*ABOUT THIS TASK*:
The entries below must be restated word for word.

_ _ _ _

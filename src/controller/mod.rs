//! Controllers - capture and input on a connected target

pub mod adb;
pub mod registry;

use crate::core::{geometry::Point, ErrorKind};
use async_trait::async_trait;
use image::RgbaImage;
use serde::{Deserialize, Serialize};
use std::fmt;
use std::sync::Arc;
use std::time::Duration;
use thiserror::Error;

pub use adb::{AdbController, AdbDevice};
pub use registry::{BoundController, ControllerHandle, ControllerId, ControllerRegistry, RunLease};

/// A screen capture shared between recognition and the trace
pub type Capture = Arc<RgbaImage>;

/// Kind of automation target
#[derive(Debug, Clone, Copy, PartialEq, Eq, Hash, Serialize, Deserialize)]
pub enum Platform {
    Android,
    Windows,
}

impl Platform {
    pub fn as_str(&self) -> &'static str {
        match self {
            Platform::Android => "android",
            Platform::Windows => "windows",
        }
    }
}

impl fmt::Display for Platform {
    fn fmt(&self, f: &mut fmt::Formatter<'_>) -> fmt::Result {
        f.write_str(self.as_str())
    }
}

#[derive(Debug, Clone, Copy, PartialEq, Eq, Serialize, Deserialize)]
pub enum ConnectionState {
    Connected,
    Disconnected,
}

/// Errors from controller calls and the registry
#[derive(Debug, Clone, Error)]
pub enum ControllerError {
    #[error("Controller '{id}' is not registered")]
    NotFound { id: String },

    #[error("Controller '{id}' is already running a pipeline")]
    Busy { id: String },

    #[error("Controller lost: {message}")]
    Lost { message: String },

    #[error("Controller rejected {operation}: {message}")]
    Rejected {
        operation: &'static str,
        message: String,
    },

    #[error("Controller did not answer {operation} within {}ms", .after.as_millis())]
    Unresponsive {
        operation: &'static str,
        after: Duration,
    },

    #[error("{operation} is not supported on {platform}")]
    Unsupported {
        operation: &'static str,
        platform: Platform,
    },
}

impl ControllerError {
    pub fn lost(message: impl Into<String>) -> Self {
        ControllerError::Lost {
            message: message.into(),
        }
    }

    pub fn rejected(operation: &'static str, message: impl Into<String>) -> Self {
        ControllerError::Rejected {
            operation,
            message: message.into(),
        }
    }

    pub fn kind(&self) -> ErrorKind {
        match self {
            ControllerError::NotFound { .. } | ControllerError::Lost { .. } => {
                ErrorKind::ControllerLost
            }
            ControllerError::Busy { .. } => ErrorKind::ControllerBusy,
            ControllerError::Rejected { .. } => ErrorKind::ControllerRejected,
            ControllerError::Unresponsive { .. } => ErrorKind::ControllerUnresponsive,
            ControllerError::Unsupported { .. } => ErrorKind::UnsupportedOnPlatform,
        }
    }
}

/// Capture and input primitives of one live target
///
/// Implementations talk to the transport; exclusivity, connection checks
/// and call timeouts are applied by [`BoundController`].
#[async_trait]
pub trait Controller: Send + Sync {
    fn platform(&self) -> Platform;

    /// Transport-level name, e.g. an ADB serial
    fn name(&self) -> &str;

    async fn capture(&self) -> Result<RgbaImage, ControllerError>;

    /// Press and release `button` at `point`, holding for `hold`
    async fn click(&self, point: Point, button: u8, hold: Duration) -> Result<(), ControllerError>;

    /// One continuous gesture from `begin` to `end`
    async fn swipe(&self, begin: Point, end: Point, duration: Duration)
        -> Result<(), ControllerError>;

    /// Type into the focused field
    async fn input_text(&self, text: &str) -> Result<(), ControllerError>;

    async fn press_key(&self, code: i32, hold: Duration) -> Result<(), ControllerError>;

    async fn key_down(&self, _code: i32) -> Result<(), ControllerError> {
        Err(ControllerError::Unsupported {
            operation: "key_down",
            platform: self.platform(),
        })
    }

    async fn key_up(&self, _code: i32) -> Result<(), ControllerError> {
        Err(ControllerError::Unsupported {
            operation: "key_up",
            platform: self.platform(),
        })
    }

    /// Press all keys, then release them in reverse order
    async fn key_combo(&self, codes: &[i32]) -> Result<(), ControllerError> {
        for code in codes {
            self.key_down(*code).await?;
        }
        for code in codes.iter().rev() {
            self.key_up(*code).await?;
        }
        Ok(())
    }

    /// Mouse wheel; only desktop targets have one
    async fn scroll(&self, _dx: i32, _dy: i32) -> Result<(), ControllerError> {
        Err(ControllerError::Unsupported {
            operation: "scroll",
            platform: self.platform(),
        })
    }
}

_ _ _ _

*ANSWER SECTION*:
filename src/controller/mod.rs
//! Controllers - capture and input on a connected target

pub mod adb;
pub mod registry;

use crate::core::{geometry::Point, ErrorKind};
use async_trait::async_trait;
use image::RgbaImage;
use serde::{Deserialize, Serialize};
use std::fmt;
use std::sync::Arc;
use std::time::Duration;
use thiserror::Error;

pub use adb::{AdbController, AdbDevice};
pub use registry::{BoundController, ControllerHandle, ControllerId, ControllerRegistry, RunLease};

/// A screen capture shared between recognition and the trace
pub type Capture = Arc<RgbaImage>;

/// Kind of automation target
#[derive(Debug, Clone, Copy, PartialEq, Eq, Hash, Serialize, Deserialize)]
pub enum Platform {
    Android,
    Windows,
}

impl Platform {
    pub fn as_str(&self) -> &'static str {
        match self {
            Platform::Android => "android",
            Platform::Windows => "windows",
        }
    }
}

impl fmt::Display for Platform {
    fn fmt(&self, f: &mut fmt::Formatter<'_>) -> fmt::Result {
        f.write_str(self.as_str())
    }
}

#[derive(Debug, Clone, Copy, PartialEq, Eq, Serialize, Deserialize)]
pub enum ConnectionState {
    Connected,
    Disconnected,
}

/// Errors from controller calls and the registry
#[derive(Debug, Clone, Error)]
pub enum ControllerError {
    #[error("Controller '{id}' is not registered")]
    NotFound { id: String },

    #[error("Controller '{id}' is already running a pipeline")]
    Busy { id: String },

    #[error("Controller lost: {message}")]
    Lost { message: String },

    #[error("Controller rejected {operation}: {message}")]
    Rejected {
        operation: &'static str,
        message: String,
    },

    #[error("Controller did not answer {operation} within {}ms", .after.as_millis())]
    Unresponsive {
        operation: &'static str,
        after: Duration,
    },

    #[error("{operation} is not supported on {platform}")]
    Unsupported {
        operation: &'static str,
        platform: Platform,
    },
}

impl ControllerError {
    pub fn lost(message: impl Into<String>) -> Self {
        ControllerError::Lost {
            message: message.into(),
        }
    }

    pub fn rejected(operation: &'static str, message: impl Into<String>) -> Self {
        ControllerError::Rejected {
            operation,
            message: message.into(),
        }
    }

    pub fn kind(&self) -> ErrorKind {
        match self {
            ControllerError::NotFound { .. } | ControllerError::Lost { .. } => {
                ErrorKind::ControllerLost
            }
            ControllerError::Busy { .. } => ErrorKind::ControllerBusy,
            ControllerError::Rejected { .. } => ErrorKind::ControllerRejected,
            ControllerError::Unresponsive { .. } => ErrorKind::ControllerUnresponsive,
            ControllerError::Unsupported { .. } => ErrorKind::UnsupportedOnPlatform,
        }
    }
}

/// Capture and input primitives of one live target
///
/// Implementations talk to the transport; exclusivity, connection checks
/// and call timeouts are applied by [`BoundController`].
#[async_trait]
pub trait Controller: Send + Sync {
    fn platform(&self) -> Platform;

    /// Transport-level name, e.g. an ADB serial
    fn name(&self) -> &str;

    async fn capture(&self) -> Result<RgbaImage, ControllerError>;

    /// Press and release `button` at `point`, holding for `hold`
    async fn click(&self, point: Point, button: u8, hold: Duration) -> Result<(), ControllerError>;

    /// One continuous gesture from `begin` to `end`
    async fn swipe(&self, begin: Point, end: Point, duration: Duration)
        -> Result<(), ControllerError>;

    /// Type into the focused field
    async fn input_text(&self, text: &str) -> Result<(), ControllerError>;

    async fn press_key(&self, code: i32, hold: Duration) -> Result<(), ControllerError>;

    async fn key_down(&self, _code: i32) -> Result<(), ControllerError> {
        Err(ControllerError::Unsupported {
            operation: "key_down",
            platform: self.platform(),
        })
    }

    async fn key_up(&self, _code: i32) -> Result<(), ControllerError> {
        Err(ControllerError::Unsupported {
            operation: "key_up",
            platform: self.platform(),
        })
    }

    /// Press all keys, then release them in reverse order
    async fn key_combo(&self, codes: &[i32]) -> Result<(), ControllerError> {
        for code in codes {
            self.key_down(*code).await?;
        }
        for code in codes.iter().rev() {
            self.key_up(*code).await?;
        }
        Ok(())
    }

    /// Mouse wheel; only desktop targets have one
    async fn scroll(&self, _dx: i32, _dy: i32) -> Result<(), ControllerError> {
        Err(ControllerError::Unsupported {
            operation: "scroll",
            platform: self.platform(),
        })
    }
}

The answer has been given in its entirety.